Auto Safety Regulator Investigating Tesla Recall of Autopilot
The federal government’s main auto safety agency said on Friday that it was investigating Tesla’s recall of its Autopilot driver-assistance system because regulators were concerned that the company had not done enough to ensure that drivers remained attentive while using the technology.
The National Highway Traffic Safety Administration said in documents posted on its website that it was looking into Tesla’s recall in December of two million vehicles, which covered nearly all of the cars the company had manufactured in the United States since 2012. The safety agency said it had concerns about crashes that took place after the recall and results from preliminary tests of recalled vehicles.

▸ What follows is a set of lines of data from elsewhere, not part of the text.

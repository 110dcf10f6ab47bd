//! # Infrastructure Common
//!
//! 这个 crate 提供了 Lorn ADSP 组件容器的公共类型。
//!
//! ## 核心类型
//!
//! - [`ComponentInstance`] - 类型擦除的组件实例
//! - [`InjectionValue`] / [`PropertyValue`] - 注入值与声明式属性值
//! - [`ComponentProvider`] - 延迟解析的组件提供者
//! - [`TypeInfo`] / [`Annotations`] - 类型标识与注解
//! - [`ComponentError`] 等 - 容器错误分类
//!
//! ## 设计原则
//!
//! - 基于 Rust 类型系统的编译时安全
//! - 异步优先的设计理念
//! - 组件以共享指针持有，通过转换表支持 trait 对象注入

pub mod component;
pub mod errors;
pub mod lifecycle;
pub mod metadata;
pub mod values;

pub use component::*;
pub use errors::*;
pub use lifecycle::*;
pub use metadata::*;
pub use values::*;
impl TypeDescriptor {
    /// 创建类型描述
    pub fn of<T: Send + Sync + 'static>() -> Self {
        Self {
            type_info: TypeInfo::of::<T>(),
            casts: CastTable::identity::<T>(),
            constructors: Vec::new(),
            properties: Vec::new(),
            methods: Vec::new(),
            annotations: Annotations::new(),
            primitive_like: false,
            init_callback: None,
            destroy_callback: None,
            singletons_ready_callback: None,
        }
    }

    /// 创建简单值类型的描述
    pub fn primitive<T: Send + Sync + 'static>() -> Self {
        let mut descriptor = Self::of::<T>();
        descriptor.primitive_like = true;
        descriptor
    }

    /// 声明可以作为 `T` 使用
    pub fn implements<S, T>(mut self, convert: fn(Arc<S>) -> Arc<T>) -> Self
    where
        S: Send + Sync + 'static,
        T: ?Sized + Send + Sync + 'static,
    {
        self.casts.insert(TypeInfo::of::<T>(), upcast::<S, T>(convert));
        self
    }

    /// 添加构造器
    pub fn constructor(mut self, constructor: ConstructorDescriptor) -> Self {
        self.constructors.push(constructor);
        self
    }

    /// 添加可写属性
    pub fn property(mut self, property: PropertyDescriptor) -> Self {
        self.properties.push(property);
        self
    }

    /// 添加方法
    pub fn method(mut self, method: MethodDescriptor) -> Self {
        self.methods.push(method);
        self
    }

    /// 添加注解
    pub fn annotation(mut self, key: impl Into<String>, value: impl Into<serde_json::Value>) -> Self {
        self.annotations.insert(key, value);
        self
    }

    /// 设置优先级，数值越大越优先
    pub fn priority(self, priority: i32) -> Self {
        self.annotation(PRIORITY_ANNOTATION, priority)
    }

    /// 设置初始化回调
    pub fn on_init<T, F, Fut>(mut self, callback: F) -> Self
    where
        T: Send + Sync + 'static,
        F: Fn(Arc<T>) -> Fut + Send + Sync + 'static,
        Fut: Future<Output = anyhow::Result<()>> + Send + 'static,
    {
        self.init_callback = Some(typed_callback::<T, _, _>(callback));
        self
    }

    /// 设置销毁回调
    pub fn on_destroy<T, F, Fut>(mut self, callback: F) -> Self
    where
        T: Send + Sync + 'static,
        F: Fn(Arc<T>) -> Fut + Send + Sync + 'static,
        Fut: Future<Output = anyhow::Result<()>> + Send + 'static,
    {
        self.destroy_callback = Some(typed_callback::<T, _, _>(callback));
        self
    }

    /// 设置单例就绪回调
    pub fn on_singletons_ready<T, F, Fut>(mut self, callback: F) -> Self
    where
        T: Send + Sync + 'static,
        F: Fn(Arc<T>) -> Fut + Send + Sync + 'static,
        Fut: Future<Output = anyhow::Result<()>> + Send + 'static,
    {
        self.singletons_ready_callback = Some(typed_callback::<T, _, _>(callback));
        self
    }

    /// 是否可以赋值给目标类型
    pub fn is_assignable_to(&self, target: &TypeInfo) -> bool {
        self.type_info == *target || self.casts.contains(target)
    }

    /// 按名称查找属性
    pub fn property_named(&self, name: &str) -> Option<&PropertyDescriptor> {
        self.properties.iter().find(|p| p.name == name)
    }

    /// 按名称查找方法
    pub fn method_named(&self, name: &str) -> Option<&MethodDescriptor> {
        self.methods.iter().find(|m| m.name == name)
    }
}

impl fmt::Debug for TypeDescriptor {
    fn fmt(&self, f: &mut fmt::Formatter<'_>) -> fmt::Result {
        f.debug_struct("TypeDescriptor")
            .field("type", &self.type_info.short_name())
            .field("casts", &self.casts)
            .field("constructors", &self.constructors.len())
            .field("properties", &self.properties)
            .field("methods", &self.methods)
            .field("annotations", &self.annotations)
            .finish()
    }
}

/// 是否为内置的简单值类型
pub fn is_builtin_primitive(type_info: &TypeInfo) -> bool {
    type_info.is::<String>()
        || type_info.is::<bool>()
        || type_info.is::<char>()
        || type_info.is::<i8>()
        || type_info.is::<i16>()
        || type_info.is::<i32>()
        || type_info.is::<i64>()
        || type_info.is::<isize>()
        || type_info.is::<u8>()
        || type_info.is::<u16>()
        || type_info.is::<u32>()
        || type_info.is::<u64>()
        || type_info.is::<usize>()
        || type_info.is::<f32>()
        || type_info.is::<f64>()
        || type_info.is::<serde_json::Value>()
}

/// 元数据提供者 trait
pub trait MetadataProvider: Send + Sync {
    /// 查找类型描述
    fn descriptor_of(&self, type_info: &TypeInfo) -> Option<Arc<TypeDescriptor>>;

    /// 类型的构造器
    fn constructors_of(&self, type_info: &TypeInfo) -> Vec<ConstructorDescriptor> {
        self.descriptor_of(type_info)
            .map(|d| d.constructors.clone())
            .unwrap_or_default()
    }

    /// 类型的可写属性
    fn settable_properties_of(&self, type_info: &TypeInfo) -> Vec<PropertyDescriptor> {
        self.descriptor_of(type_info)
            .map(|d| d.properties.clone())
            .unwrap_or_default()
    }

    /// 类型的方法
    fn methods_of(&self, type_info: &TypeInfo) -> Vec<MethodDescriptor> {
        self.descriptor_of(type_info)
            .map(|d| d.methods.clone())
            .unwrap_or_default()
    }

    /// 类型注解
    fn annotations_of(&self, type_info: &TypeInfo) -> Annotations {
        self.descriptor_of(type_info)
            .map(|d| d.annotations.clone())
            .unwrap_or_default()
    }

    /// 类型是否可以赋值给目标类型
    fn is_assignable_to(&self, from: &TypeInfo, to: &TypeInfo) -> bool {
        from == to
            || self
                .descriptor_of(from)
                .is_some_and(|d| d.is_assignable_to(to))
    }

    /// 是否为简单值类型
    fn is_primitive_like(&self, type_info: &TypeInfo) -> bool {
        is_builtin_primitive(type_info)
            || self
                .descriptor_of(type_info)
                .is_some_and(|d| d.primitive_like)
    }
}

The agency also published an analysis that found that there had been at least 29 fatal accidents involving Autopilot and a more advanced system that Tesla calls Full Self-Driving from January 2018 to August 2023. In 13 of those fatal accidents, the fronts of Teslas hit objects or people in their path.
The investigation of Tesla’s recall and the new data about crashes adds to a list of headaches for Tesla, the dominant electric-vehicle maker in the United States. The company’s sales in the first three months of the year fell more than 8 percent from a year earlier, the first such drop since the early days of the coronavirus pandemic.
Tesla announced in December that it would recall its Autopilot software after an investigation by the auto safety agency found that the carmaker hadn’t put in place enough safeguards to make sure the system, which can accelerate, brake and control cars in other ways, was used safely by drivers who were supposed to be ready at any moment to retake control of their cars using Autopilot.
In its analysis of Tesla crash data, the safety agency found that when the company’s cameras, sensors and software did not spot obstacles in the car’s path and drivers did not compensate for that failure quickly enough the consequences were often catastrophic.